The following story, in line with yesterday’s post regarding end of life care, is an example of the individualization of care of which we must always be aware. The question of electing for Hospice is not merely one of choosing for more treatment or not in seemingly futile situations. It is a more complex and must take into account the human element of wanting to continue to live. I do caution that one story of prolonging life and the quality of that life doesn’t indicate an absolute possibility. The determination to live might be an important factor in the continuation in life in relationship to “terminal” illness.
By David A. Shaywitz
Published: September 19, 2000
After generations in denial, doctors and lawmakers are paying attention to the importance of allowing sick people a dignified death, and to the value of helping patients and their families let go and say good-bye. Aggressive medical intervention in terminal cases is increasingly considered an avoidable cruelty, inflicted on a suffering patient by someone — occasionally a doctor, but more often a family member — unable to acknowledge the inevitable.
As an intern, I see this almost every day, and I’m grateful that most physicians now go out of their way to emphasize to patients and their families the limitations of medical technology. Medical students attend lectures on caring for dying patients, and medical journals remind doctors of the importance of letting patients die with respect and, as far as possible, without pain.
But as an experience in my own family made clear, this newfound concern for a good death can be taken too far during a patient’s final days.
My uncle was diagnosed a year ago with metastatic cancer. Late one night last March, he became acutely short of breath and was rushed to the cancer center where he had been undergoing chemotherapy. My aunt called his doctor, who she said sounded irritated at being awakened at 4 a.m. to deal with a terminally ill patient suffering from a bacterial infection of the lungs. The doctor’s message was clear: What’s the point of treating it if he’s just going to die anyway — if not today, then tomorrow, or next week.
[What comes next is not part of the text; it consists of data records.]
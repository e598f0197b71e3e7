//! Per-document editor bundle.

use super::{Document, EditorPreferences, UndoHistory};
use crate::commands::CommandNode;
use crate::tools::ManipulationSession;

/// One open document together with its history and preferences.
///
/// Construct one per document and hand it to tools; there is no global
/// editor instance.
pub struct Editor {
    pub document: Document,
    pub history: UndoHistory,
    pub preferences: EditorPreferences,
}

impl Default for Editor {
    fn default() -> Self {
        Self::new()
    }
}

impl Editor {
    pub fn new() -> Self {
        Self::with_preferences(EditorPreferences::default())
    }

    pub fn with_preferences(preferences: EditorPreferences) -> Self {
        Self {
            document: Document::with_preferences(&preferences),
            history: UndoHistory::from_preferences(&preferences),
            preferences,
        }
    }

    /// Execute a command and add it to history.
    pub fn execute(&mut self, command: impl Into<CommandNode>) -> bool {
        self.history.execute(&mut self.document, command)
    }

    /// Record an already-applied command.
    pub fn add(&mut self, command: impl Into<CommandNode>) {
        self.history.add(&self.document, command);
    }

    pub fn undo(&mut self) -> bool {
        self.history.undo(&mut self.document)
    }

    pub fn redo(&mut self) -> bool {
        self.history.redo(&mut self.document)
    }

    pub fn needs_saving(&self) -> bool {
        self.history.needs_saving()
    }

    pub fn mark_saved(&mut self) {
        self.history.mark_saved();
    }

    /// Start dragging the selection with the configured snap settings.
    pub fn begin_manipulation(&mut self) -> Option<ManipulationSession> {
        ManipulationSession::begin(&mut self.document, self.preferences.snap)
    }

    /// Commit a drag. Returns true if a command was recorded.
    pub fn finish_manipulation(&mut self, session: ManipulationSession) -> bool {
        session.finish(&mut self.document, &mut self.history)
    }
}

#[cfg(test)]
mod tests {
    use super::*;
    use crate::commands::{AddCommand, SelectCommand};
    use crate::core::{SceneObject, ShapeType};

    #[test]
    fn test_history_limit_from_preferences() {
        let mut editor = Editor::with_preferences(EditorPreferences {
            history_limit: 2,
            ..Default::default()
        });
        for i in 0..4 {
            editor.execute(AddCommand::new(SceneObject::shape(format!("Cube {}", i), ShapeType::Cube)));
        }
        assert_eq!(editor.history.undo_depth(), 2);
        assert_eq!(editor.document.len(), 4);
    }

    #[test]
    fn test_editor_round_trip() {
        let mut editor = Editor::new();
        let object = SceneObject::shape("Cube", ShapeType::Cube);
        let id = object.id;
        editor.execute(AddCommand::new(object));
        editor.execute(SelectCommand::select(&editor.document, &[id]));
        editor.mark_saved();
        assert!(!editor.needs_saving());

        assert!(editor.undo());
        assert!(!editor.needs_saving());
        assert!(editor.undo());
        assert!(editor.needs_saving());
        assert!(!editor.document.contains(id));

        assert!(editor.redo());
        assert!(editor.redo());
        assert!(editor.document.object(id).unwrap().is_selected());
    }
}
My aunt pleaded with the oncologist not to withdraw care, insisting that even through his extremely painful cancer therapy, her husband had savored life and the opportunity to spend more time with his family. The oncologist eventually relented, ordering antibiotics to treat the pneumonia that had developed in my uncle’s vulnerable lungs.
I have heard many conversations among physicians about incidences like this one — often with the doctors expressing frustration that yet another family seemed unwilling to accept a difficult diagnosis.
Remarkably, my uncle — always a fighter — rallied. After a couple of touch-and-go days, he recovered from the infection and was soon discharged from the hospital. Over the next several months, he went to work part time, attended his granddaughter’s school play, enjoyed a Father’s Day cake and celebrated his 44th wedding anniversary, mugging for the camera while my cousin snapped away. When he finally passed away in late June, I don’t think anyone would have questioned the quality of his last few months of life.
Doctors see a lot of death, and it is difficult for them not to become fatalistic. But if ”facilitating the transition” out of life is to be a skill for the new physician, this should include not only the avoidance of unnecessary treatment. It should also require the vigilance to extend life when that makes sense, always remembering how much living some patients can compress into an additional day, an extra week, an unanticipated month. I have the pictures to prove it.